Wednesday, June 12, 2013

Loved you once....

Needed Protection...

On the way home tonight, a song came on the radio that wrenched at my heart.  The words of the song escape me now but listening to its cheesy lyrics I was struck by the image in my mind of my first dance at my wedding; the dance with my first true love.  A painful thought today because I truly believed in my vows to love, honor, cherish in sickness and in health til death do us part.  I never thought I would be who I am today, so much as a 'young divorcee' with a crockpot and a vegetable garden and a cat for company (and yes, two loveable she-roomies who do make the hard times endurable with their love and laughter). 

But, even through the, at times, crushing pain, I know I must move on, that there are others out there for me to love and others who want to love me.  The trick is, through the slow recovery process of moving one step in front of the other, picking up the pieces of my shattered glass heart, am I willing to let love in again? Am I willing to experience new life?

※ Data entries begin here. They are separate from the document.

//! Export quality presets.

use serde::{Deserialize, Serialize};
use std::fmt;

use crate::types::Resolution;

/// Output quality offered to the export collaborator.
#[derive(Copy, Clone, Debug, Default, PartialEq, Eq, Hash, Serialize, Deserialize)]
pub enum ExportQuality {
    #[serde(rename = "480p")]
    Sd480,
    #[serde(rename = "720p")]
    Hd720,
    #[default]
    #[serde(rename = "1080p")]
    Hd1080,
}

impl ExportQuality {
    pub fn resolution(self) -> Resolution {
        match self {
            Self::Sd480 => Resolution::SD,
            Self::Hd720 => Resolution::HD_720,
            Self::Hd1080 => Resolution::HD,
        }
    }

    /// Target video bitrate in kilobits per second.
    pub fn bitrate_kbps(self) -> u32 {
        match self {
            Self::Sd480 => 1000,
            Self::Hd720 => 2500,
            Self::Hd1080 => 5000,
        }
    }

    pub fn label(self) -> &'static str {
        match self {
            Self::Sd480 => "480p",
            Self::Hd720 => "720p",
            Self::Hd1080 => "1080p",
        }
    }
}

impl fmt::Display for ExportQuality {
    fn fmt(&self, f: &mut fmt::Formatter<'_>) -> fmt::Result {
        f.write_str(self.label())
    }
}

#[cfg(test)]
mod tests {
    use super::*;

    #[test]
    fn presets_match_dialog_settings() {
        assert_eq!(ExportQuality::Sd480.resolution(), Resolution::new(854, 480));
        assert_eq!(ExportQuality::Hd720.bitrate_kbps(), 2500);
        assert_eq!(ExportQuality::default(), ExportQuality::Hd1080);
    }

    #[test]
    fn serializes_as_label() {
        let json = serde_json::to_string(&ExportQuality::Hd720).unwrap();
        assert_eq!(json, "\"720p\"");
        let back: ExportQuality = serde_json::from_str("\"480p\"").unwrap();
        assert_eq!(back, ExportQuality::Sd480);
    }
}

It is a fact of my existence that I hold no regrets for my marital vows.  I made the decision to marry my ex-husband because I truly love him with all my heart and believe he loves me as well.  My focus now must be not on the past but to move forward in faith for what love and experience the future path shall bring; enjoying every moment as if it was my last.

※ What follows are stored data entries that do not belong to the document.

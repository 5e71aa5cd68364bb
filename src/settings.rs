// src/settings.rs

use std::{net::SocketAddr, path::Path};

use clap::Parser;
use config::{builder::DefaultState, ConfigBuilder, ConfigError, File};
use serde::{Deserialize, Serialize};
use tracing::Level;

use crate::rules::ClassifierRules;

const DEFAULT_ADDR: &str = "127.0.0.1:8000";
const DEFAULT_SOURCE: &str = "enhanced_backend";

#[derive(Parser, Debug)]
#[command(version)]
pub struct Args {
    /// Path to the local configuration TOML file.
    #[arg(short, value_name = "CONFIG_PATH")]
    pub config: Option<std::path::PathBuf>,
}

#[derive(Debug, Serialize, Deserialize)]
pub struct Web {
    #[serde(deserialize_with = "deserialize_socket_addr")]
    pub address: SocketAddr,
}

#[derive(Debug, Serialize, Deserialize)]
pub struct Log {
    #[serde(
        serialize_with = "serialize_level",
        deserialize_with = "deserialize_level"
    )]
    pub level: Level,
}

#[derive(Debug, Serialize, Deserialize)]
pub struct FormatterSettings {
    /// Tag echoed as `metadata.source` on every non-error response.
    pub source: String,
}

#[derive(Debug, Serialize, Deserialize)]
pub struct Settings {
    pub web: Web,
    pub log: Log,
    pub formatter: FormatterSettings,
    #[serde(default)]
    pub classifier: ClassifierRules,
}

impl Settings {
    /// Load settings from the given TOML file, with sane defaults.
    pub fn from_file(path: Option<&Path>) -> Result<Self, ConfigError> {
        let mut builder = ConfigBuilder::<DefaultState>::default()
            .set_default("web.address", DEFAULT_ADDR)?
            .set_default("log.level", "info")?
            .set_default("formatter.source", DEFAULT_SOURCE)?;

        if let Some(path) = path {
            builder = builder.add_source(File::from(path));
        }

        builder.build()?.try_deserialize()
    }
}

fn deserialize_socket_addr<'de, D>(deserializer: D) -> Result<SocketAddr, D::Error>
where
    D: serde::Deserializer<'de>,
{
    let s = String::deserialize(deserializer)?;
    s.parse().map_err(serde::de::Error::custom)
}

fn deserialize_level<'de, D>(deserializer: D) -> Result<Level, D::Error>
where
    D: serde::Deserializer<'de>,
{
    let s = String::deserialize(deserializer)?;
    s.parse().map_err(serde::de::Error::custom)
}

#[allow(clippy::trivially_copy_pass_by_ref)]
fn serialize_level<S>(level: &Level, serializer: S) -> Result<S::Ok, S::Error>
where
    S: serde::Serializer,
{
    serializer.serialize_str(level.as_str())
}

#[cfg(test)]
mod tests {
    use std::io::Write;

    use super::*;

    fn toml_file(contents: &str) -> tempfile::NamedTempFile {
        let mut file = tempfile::Builder::new()
            .suffix(".toml")
            .tempfile()
            .unwrap();
        file.write_all(contents.as_bytes()).unwrap();
        file
    }

    #[test]
    fn defaults_without_file() {
        let settings = Settings::from_file(None).unwrap();
        assert_eq!(settings.web.address, DEFAULT_ADDR.parse::<SocketAddr>().unwrap());
        assert_eq!(settings.log.level, Level::INFO);
        assert_eq!(settings.formatter.source, DEFAULT_SOURCE);
        assert_eq!(settings.classifier, ClassifierRules::default());
    }

    #[test]
    fn file_overrides_defaults() {
        let file = toml_file(
            r#"
            [web]
            address = "0.0.0.0:9000"

            [log]
            level = "debug"

            [classifier]
            weak_chart_threshold = 3
            avoid_table = ["breakup", "distribution"]
            "#,
        );
        let settings = Settings::from_file(Some(file.path())).unwrap();
        assert_eq!(settings.web.address, "0.0.0.0:9000".parse::<SocketAddr>().unwrap());
        assert_eq!(settings.log.level, Level::DEBUG);
        assert_eq!(settings.formatter.source, DEFAULT_SOURCE);
        assert_eq!(settings.classifier.weak_chart_threshold, 3);
        assert_eq!(settings.classifier.avoid_table, ["breakup", "distribution"]);
        assert_eq!(
            settings.classifier.table,
            ClassifierRules::default().table
        );
    }

    #[test]
    fn invalid_address_is_rejected() {
        let file = toml_file("[web]\naddress = \"not an address\"\n");
        assert!(Settings::from_file(Some(file.path())).is_err());
    }

    #[test]
    fn invalid_level_is_rejected() {
        let file = toml_file("[log]\nlevel = \"loud\"\n");
        assert!(Settings::from_file(Some(file.path())).is_err());
    }

    #[test]
    fn missing_file_is_rejected() {
        assert!(Settings::from_file(Some(Path::new("/nonexistent/settings.toml"))).is_err());
    }
}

The main theme of my life is to never cease to tell someone you love them; life is short and is to be lived to the fullness, complete with an open heart ready to experience where the spirit leads.

To my first love, I express my undying and eternal love; no matter how far apart the separation or the nature of our future relationship, this truth will never die nor fade.  I love you forever and always!

But, I must move on.  I must allow my heart to be filled with love again and I must continue to move onward with my calling.